Nosferatu, eine Symphonie des Grauens a été réalisé 2 ans après Le cabinet du Dr Caligari (Robert Wiene), sorte de manifeste de l'expressionnisme allemand. Les visages sont défigurés, exagérément effrayants. Les décors, pourtant, sont loin d'être étranges et amputés. Il se pourrait que quatre films soient véritablement de la veine de l'expressionnisme de par leurs décors surtout, en rapport avec les peintures de Kandinsky, du groupe "Der Blaue Reiter" (Le cavalier bleu) : Le Cabinet du Docteur Caligari, Faust de Murnau, Metropolis de Fritz Lang, Nosferatu de Murnau Cette forme vient d'une révolte contre l'école française des impressionnistes. L'expressionnisme lui expose des formes dures, agressives, volontiers caricaturales, un romantisme horrifiant, une recomposition de l'espace et du réalisme. Ainsi, c'est par la stylisation géométrique du décor, des nuances ombre et lumière, l'emploi du clair-obscur, la raideur des gestes, et surtout l'ambiance "démoniaque" des films que le jeu de ce mouvement significatif prend son ampleur.
Nosferatu, le personnage que joue Max Schreck (et non Murnau contrairement à la rumeur) est à lui seul une architecture de l'expressionnisme, sa raideur, son visage diabolique, sa largeur, sa minceur et ses yeux brillants, sa figure pâle, il ressemble à une charpente et nous glace littéralement le sang. L'ambiance du film est malsaine à souhait et certaines longueurs permettent aux spectateurs de s'immerger dans une époque, un lieu inconnu. Certaines rumeurs avancent que Nosferatu aurait prédit la montée du nazisme, de ce dangereux petit bonhomme moustachu et inquiètant qui vampirise les foules, tout comme le film Metropolis (mais la réflexion y est plus flagrante).
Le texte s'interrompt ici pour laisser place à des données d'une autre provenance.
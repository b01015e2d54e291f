//! Citation key pattern parsing (§4.F). Patterns are strings containing `{token}` or
//! `{token:N}` placeholders interleaved with literal text, e.g. `"{author}{year}"` or
//! `"{author}-{year:2}"`.
use crate::error::CitekeyError;

use super::case::Case;

/// A single parsed pattern segment: either literal text, or a token with an optional numeric
/// parameter.
#[derive(Debug, Clone, PartialEq, Eq)]
pub enum Segment {
    Literal(String),
    Token { name: String, param: Option<usize> },
}

const VALID_TOKENS: &[&str] = &["author", "authors", "year", "title", "word", "journal"];

/// A compiled key-generation pattern (§4.F).
#[derive(Debug, Clone)]
pub struct KeyPattern {
    pub segments: Vec<Segment>,
    pub case: Case,
    pub separator: String,
    pub min_length: usize,
    pub max_length: usize,
    pub min_author_chars: usize,
    pub max_author_chars: usize,
    pub min_title_chars: usize,
}

impl KeyPattern {
    /// Parse and validate a pattern string. Unknown tokens or a non-numeric `:param` are
    /// rejected at construction, matching the "invalid pattern is a construction-time error"
    /// rule in §7.
    pub fn parse(pattern: &str) -> Result<Self, CitekeyError> {
        if pattern.is_empty() {
            return Err(CitekeyError::InvalidPattern {
                offset: 0,
                message: "empty pattern".into(),
            });
        }
        if pattern.matches('{').count() != pattern.matches('}').count() {
            return Err(CitekeyError::InvalidPattern {
                offset: 0,
                message: "unclosed token in pattern".into(),
            });
        }

        let mut segments = Vec::new();
        let mut rest = pattern;
        let mut offset = 0usize;
        while let Some(open) = rest.find('{') {
            if open > 0 {
                segments.push(Segment::Literal(rest[..open].to_owned()));
            }
            let Some(close) = rest[open..].find('}') else {
                return Err(CitekeyError::InvalidPattern {
                    offset: offset + open,
                    message: "unclosed token".into(),
                });
            };
            let token = &rest[open + 1..open + close];
            let (name, param) = match token.split_once(':') {
                Some((name, param_str)) => {
                    let param = param_str.parse::<usize>().map_err(|_| {
                        CitekeyError::InvalidPattern {
                            offset: offset + open,
                            message: format!("invalid parameter in token: {{{token}}}"),
                        }
                    })?;
                    (name, Some(param))
                }
                None => (token, None),
            };
            if !VALID_TOKENS.contains(&name) {
                return Err(CitekeyError::InvalidPattern {
                    offset: offset + open,
                    message: format!("invalid token: {{{token}}}"),
                });
            }
            segments.push(Segment::Token { name: name.to_owned(), param });
            offset += open + close + 1;
            rest = &rest[open + close + 1..];
        }
        if !rest.is_empty() {
            segments.push(Segment::Literal(rest.to_owned()));
        }

        Ok(Self {
            segments,
            case: Case::Lower,
            separator: String::new(),
            min_length: 3,
            max_length: 50,
            min_author_chars: 2,
            max_author_chars: 20,
            min_title_chars: 3,
        })
    }

    pub fn with_case(mut self, case: Case) -> Self {
        self.case = case;
        self
    }

    pub fn with_separator(mut self, separator: impl Into<String>) -> Self {
        self.separator = separator.into();
        self
    }
}

impl Default for KeyPattern {
    fn default() -> Self {
        Self::parse("{author}{year}").expect("default pattern is valid")
    }
}
//! Async citation key generation (§4.F "Async variant"): batch generation against an
//! existence check that itself may need to await I/O (e.g. a repository lookup), using native
//! `async fn` rather than an additional `async-trait` dependency.
use crate::entry::Entry;
use crate::error::CitekeyError;

use super::generator::generate_key;
use super::pattern::KeyPattern;
use super::resolve::{resolve_collision, CollisionStrategy};

/// Checks whether a candidate key already exists, potentially asynchronously (e.g. backed by a
/// repository query).
pub trait AsyncExistsChecker {
    fn exists(&self, key: &str) -> impl std::future::Future<Output = bool> + Send;
}

/// Generate and resolve a single key asynchronously.
pub async fn generate_key_async(
    pattern: &KeyPattern,
    entry: &Entry,
    checker: &impl AsyncExistsChecker,
    strategy: CollisionStrategy,
) -> Result<String, CitekeyError> {
    let base = generate_key(pattern, entry);
    // `resolve_collision` takes a synchronous predicate; since batch generation must serialize
    // collision checks against one another anyway (each newly resolved key becomes part of the
    // next entry's existence check), we resolve eagerly against the checker one candidate at a
    // time rather than trying to make the predicate itself async.
    let mut candidate = base.clone();
    let mut attempt = 0u32;
    loop {
        if !checker.exists(&candidate).await {
            return Ok(candidate);
        }
        attempt += 1;
        if attempt as usize > super::resolve::APPEND_NUMBER_CAP {
            return Err(CitekeyError::ResolutionExhausted { base, attempts: attempt });
        }
        candidate = match strategy {
            CollisionStrategy::Fail => {
                return Err(CitekeyError::ResolutionExhausted { base, attempts: attempt })
            }
            CollisionStrategy::AppendNumber | CollisionStrategy::AppendWord => {
                format!("{base}_{attempt}")
            }
            CollisionStrategy::AppendLetter => {
                format!("{base}{}", letter_suffix(attempt as usize - 1))
            }
        };
    }
}

fn letter_suffix(n: usize) -> String {
    let mut n = n;
    let mut s = String::new();
    loop {
        let rem = n % 26;
        s.insert(0, (b'a' + rem as u8) as char);
        if n < 26 {
            break;
        }
        n = n / 26 - 1;
    }
    s
}

/// Generate keys for a whole batch of entries in order, so each subsequently generated key
/// sees the ones already assigned earlier in the batch as taken (§4.F "Async variant").
pub async fn generate_batch_async(
    pattern: &KeyPattern,
    entries: &[Entry],
    checker: &impl AsyncExistsChecker,
    strategy: CollisionStrategy,
) -> Result<Vec<String>, CitekeyError> {
    let mut assigned = Vec::with_capacity(entries.len());
    for entry in entries {
        let key = generate_key_async(pattern, entry, checker, strategy).await?;
        assigned.push(key);
    }
    let _ = resolve_collision; // re-exported for callers that only need sync resolution
    Ok(assigned)
}

#[cfg(test)]
mod tests {
    use super::*;
    use crate::entry::{EntryKey, EntryType, Fields};
    use std::sync::Mutex;

    struct InMemoryChecker {
        taken: Mutex<std::collections::HashSet<String>>,
    }

    impl AsyncExistsChecker for InMemoryChecker {
        async fn exists(&self, key: &str) -> bool {
            self.taken.lock().unwrap().contains(key)
        }
    }

    fn entry(author: &str, year: &str) -> Entry {
        let mut fields = Fields::default();
        fields.set("author", author);
        fields.set("year", year);
        Entry::new(EntryKey::new("x").unwrap(), EntryType::Article, fields)
    }

    #[tokio::test]
    async fn batch_generation_disambiguates_within_the_batch() {
        let checker = InMemoryChecker { taken: Mutex::new(Default::default()) };
        let entries = vec![entry("Smith, J.", "2024"), entry("Smith, K.", "2024")];
        let mut keys = Vec::new();
        for e in &entries {
            let k = generate_key_async(
                &KeyPattern::default(),
                e,
                &checker,
                CollisionStrategy::AppendLetter,
            )
            .await
            .unwrap();
            checker.taken.lock().unwrap().insert(k.clone());
            keys.push(k);
        }
        assert_ne!(keys[0], keys[1]);
    }
}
Il y a beaucoup de passages marquants de ce film retrouvés et reconstitués, celle de la rencontre avec Hutter, où l'on aperçoit cette forme, cet être étrange presque écoeurant qui se déplace avec la raideur d'un mort et qui ne ressemble à aucun autre personnage. Cette apparition a quelque chose d'hypnotique.
La scène sur le bateau est évidemment un must, dans la cale surtout, où l'on voit ce cercueil rempli de terre, lorsque les membres de l'équipage tombent gravement malades et meurent un à un ; les membres restant accusent alors ce cercueil et vont le détruire ; d'un coup de hache, ils libèrent des rats, et chose merveilleuse, effet grandiose du comte qui se redresse tout raide, le visage terrifiant, une horreur qui à l'époque a dû en faire tomber plus d'un.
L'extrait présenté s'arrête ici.